## Work item:
Reproduce the records below exactly, but only between the lines holding "link = %self.description))]" and "pub fn start_reading(&mut", inclusive.

## Exercise input:

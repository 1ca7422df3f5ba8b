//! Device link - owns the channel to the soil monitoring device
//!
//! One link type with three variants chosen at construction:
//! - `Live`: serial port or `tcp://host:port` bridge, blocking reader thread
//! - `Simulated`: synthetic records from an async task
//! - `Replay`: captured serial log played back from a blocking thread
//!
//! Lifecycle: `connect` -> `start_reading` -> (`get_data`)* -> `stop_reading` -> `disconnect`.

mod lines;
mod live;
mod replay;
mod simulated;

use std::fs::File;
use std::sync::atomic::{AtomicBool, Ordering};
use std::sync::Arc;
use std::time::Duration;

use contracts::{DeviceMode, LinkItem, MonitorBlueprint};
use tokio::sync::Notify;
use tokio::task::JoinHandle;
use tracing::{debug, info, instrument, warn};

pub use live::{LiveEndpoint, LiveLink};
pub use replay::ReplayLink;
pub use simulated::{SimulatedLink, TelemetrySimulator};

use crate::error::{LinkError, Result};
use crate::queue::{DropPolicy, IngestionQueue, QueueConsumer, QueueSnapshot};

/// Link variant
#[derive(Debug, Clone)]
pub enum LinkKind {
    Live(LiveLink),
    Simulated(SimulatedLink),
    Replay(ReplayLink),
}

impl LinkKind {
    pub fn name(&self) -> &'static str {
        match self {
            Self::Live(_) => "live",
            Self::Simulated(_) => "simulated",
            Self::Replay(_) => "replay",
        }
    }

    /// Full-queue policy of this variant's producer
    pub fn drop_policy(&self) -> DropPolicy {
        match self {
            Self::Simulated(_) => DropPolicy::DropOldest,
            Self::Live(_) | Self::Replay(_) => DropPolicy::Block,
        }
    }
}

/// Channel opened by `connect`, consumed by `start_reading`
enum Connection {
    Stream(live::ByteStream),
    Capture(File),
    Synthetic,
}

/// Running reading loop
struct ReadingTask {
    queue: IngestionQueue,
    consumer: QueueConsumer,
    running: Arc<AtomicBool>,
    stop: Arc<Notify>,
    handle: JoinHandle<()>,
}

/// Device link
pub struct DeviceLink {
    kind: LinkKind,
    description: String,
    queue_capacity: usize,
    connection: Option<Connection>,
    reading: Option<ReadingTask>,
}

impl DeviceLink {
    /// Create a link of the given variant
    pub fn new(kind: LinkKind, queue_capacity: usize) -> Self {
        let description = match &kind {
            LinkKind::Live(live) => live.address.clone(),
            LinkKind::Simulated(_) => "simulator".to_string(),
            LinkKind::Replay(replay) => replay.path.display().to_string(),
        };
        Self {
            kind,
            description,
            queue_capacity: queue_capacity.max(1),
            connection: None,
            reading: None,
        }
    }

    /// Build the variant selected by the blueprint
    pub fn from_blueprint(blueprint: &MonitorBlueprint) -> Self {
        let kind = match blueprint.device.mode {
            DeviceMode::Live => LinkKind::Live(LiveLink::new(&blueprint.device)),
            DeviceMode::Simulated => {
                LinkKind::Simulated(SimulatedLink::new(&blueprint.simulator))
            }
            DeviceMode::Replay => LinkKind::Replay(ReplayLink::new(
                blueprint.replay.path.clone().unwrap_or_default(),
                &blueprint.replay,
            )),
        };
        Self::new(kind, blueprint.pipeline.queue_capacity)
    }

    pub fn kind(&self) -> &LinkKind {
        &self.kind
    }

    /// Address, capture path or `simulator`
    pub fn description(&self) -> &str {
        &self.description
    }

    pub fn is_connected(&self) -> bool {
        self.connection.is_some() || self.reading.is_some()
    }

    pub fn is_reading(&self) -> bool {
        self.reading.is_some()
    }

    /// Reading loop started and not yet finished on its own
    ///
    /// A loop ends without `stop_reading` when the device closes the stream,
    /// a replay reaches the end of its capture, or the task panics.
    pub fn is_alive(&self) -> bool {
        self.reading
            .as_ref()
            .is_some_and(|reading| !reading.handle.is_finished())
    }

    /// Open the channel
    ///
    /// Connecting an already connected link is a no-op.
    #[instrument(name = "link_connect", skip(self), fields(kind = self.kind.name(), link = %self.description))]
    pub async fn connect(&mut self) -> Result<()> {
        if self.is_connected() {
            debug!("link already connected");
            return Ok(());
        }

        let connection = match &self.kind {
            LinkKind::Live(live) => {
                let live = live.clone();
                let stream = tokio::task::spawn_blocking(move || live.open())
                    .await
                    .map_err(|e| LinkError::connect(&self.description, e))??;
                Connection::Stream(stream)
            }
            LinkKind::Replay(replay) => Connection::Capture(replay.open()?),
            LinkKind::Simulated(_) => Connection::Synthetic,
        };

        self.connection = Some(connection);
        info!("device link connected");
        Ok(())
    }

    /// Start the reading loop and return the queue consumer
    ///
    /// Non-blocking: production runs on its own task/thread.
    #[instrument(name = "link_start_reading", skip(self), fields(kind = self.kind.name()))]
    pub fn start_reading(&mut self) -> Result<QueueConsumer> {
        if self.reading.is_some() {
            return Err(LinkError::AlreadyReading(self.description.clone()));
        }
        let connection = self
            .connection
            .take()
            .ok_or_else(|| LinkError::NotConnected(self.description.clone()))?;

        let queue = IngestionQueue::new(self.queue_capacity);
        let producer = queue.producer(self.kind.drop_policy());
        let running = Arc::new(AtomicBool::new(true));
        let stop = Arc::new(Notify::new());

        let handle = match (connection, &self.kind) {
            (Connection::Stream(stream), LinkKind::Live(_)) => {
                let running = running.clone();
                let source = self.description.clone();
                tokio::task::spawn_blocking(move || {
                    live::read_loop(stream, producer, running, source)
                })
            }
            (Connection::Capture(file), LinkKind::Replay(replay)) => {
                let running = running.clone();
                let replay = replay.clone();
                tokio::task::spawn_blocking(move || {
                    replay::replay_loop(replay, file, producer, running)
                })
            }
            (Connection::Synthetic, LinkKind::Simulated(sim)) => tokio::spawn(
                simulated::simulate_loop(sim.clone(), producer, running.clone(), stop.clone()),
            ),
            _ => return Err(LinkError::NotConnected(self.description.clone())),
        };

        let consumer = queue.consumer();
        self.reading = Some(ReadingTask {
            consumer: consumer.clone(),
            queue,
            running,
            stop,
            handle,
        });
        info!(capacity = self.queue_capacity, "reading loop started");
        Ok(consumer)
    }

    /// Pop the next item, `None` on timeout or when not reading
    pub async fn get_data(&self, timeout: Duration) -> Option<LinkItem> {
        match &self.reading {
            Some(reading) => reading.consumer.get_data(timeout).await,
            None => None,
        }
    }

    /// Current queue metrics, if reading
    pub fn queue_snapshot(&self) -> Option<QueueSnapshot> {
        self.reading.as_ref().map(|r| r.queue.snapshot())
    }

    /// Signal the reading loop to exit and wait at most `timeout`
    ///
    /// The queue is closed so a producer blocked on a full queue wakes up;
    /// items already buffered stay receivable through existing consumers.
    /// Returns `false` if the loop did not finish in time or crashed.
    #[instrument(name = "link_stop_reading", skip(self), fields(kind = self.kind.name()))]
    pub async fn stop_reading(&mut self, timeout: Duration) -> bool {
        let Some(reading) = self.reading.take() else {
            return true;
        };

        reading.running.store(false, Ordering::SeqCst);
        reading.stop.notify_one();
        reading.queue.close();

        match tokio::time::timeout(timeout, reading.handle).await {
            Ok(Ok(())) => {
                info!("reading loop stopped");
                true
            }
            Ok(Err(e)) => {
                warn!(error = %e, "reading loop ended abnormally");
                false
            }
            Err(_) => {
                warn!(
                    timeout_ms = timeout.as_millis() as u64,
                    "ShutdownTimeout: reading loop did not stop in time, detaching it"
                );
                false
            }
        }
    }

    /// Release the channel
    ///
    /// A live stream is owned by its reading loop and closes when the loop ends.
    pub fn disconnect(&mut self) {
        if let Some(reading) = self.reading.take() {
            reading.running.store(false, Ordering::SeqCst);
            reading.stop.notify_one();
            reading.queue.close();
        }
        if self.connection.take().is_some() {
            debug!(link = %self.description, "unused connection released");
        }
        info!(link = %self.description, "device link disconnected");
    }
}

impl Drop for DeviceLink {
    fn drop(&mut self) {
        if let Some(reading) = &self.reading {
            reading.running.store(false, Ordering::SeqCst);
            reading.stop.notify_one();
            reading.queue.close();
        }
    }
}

## Written response:
    #[instrument(name = "link_connect", skip(self), fields(kind = self.kind.name(), link = %self.description))]
    pub async fn connect(&mut self) -> Result<()> {
        if self.is_connected() {
            debug!("link already connected");
            return Ok(());
        }

        let connection = match &self.kind {
            LinkKind::Live(live) => {
                let live = live.clone();
                let stream = tokio::task::spawn_blocking(move || live.open())
                    .await
                    .map_err(|e| LinkError::connect(&self.description, e))??;
                Connection::Stream(stream)
            }
            LinkKind::Replay(replay) => Connection::Capture(replay.open()?),
            LinkKind::Simulated(_) => Connection::Synthetic,
        };

        self.connection = Some(connection);
        info!("device link connected");
        Ok(())
    }

    /// Start the reading loop and return the queue consumer
    ///
    /// Non-blocking: production runs on its own task/thread.
    #[instrument(name = "link_start_reading", skip(self), fields(kind = self.kind.name()))]
    pub fn start_reading(&mut self) -> Result<QueueConsumer> {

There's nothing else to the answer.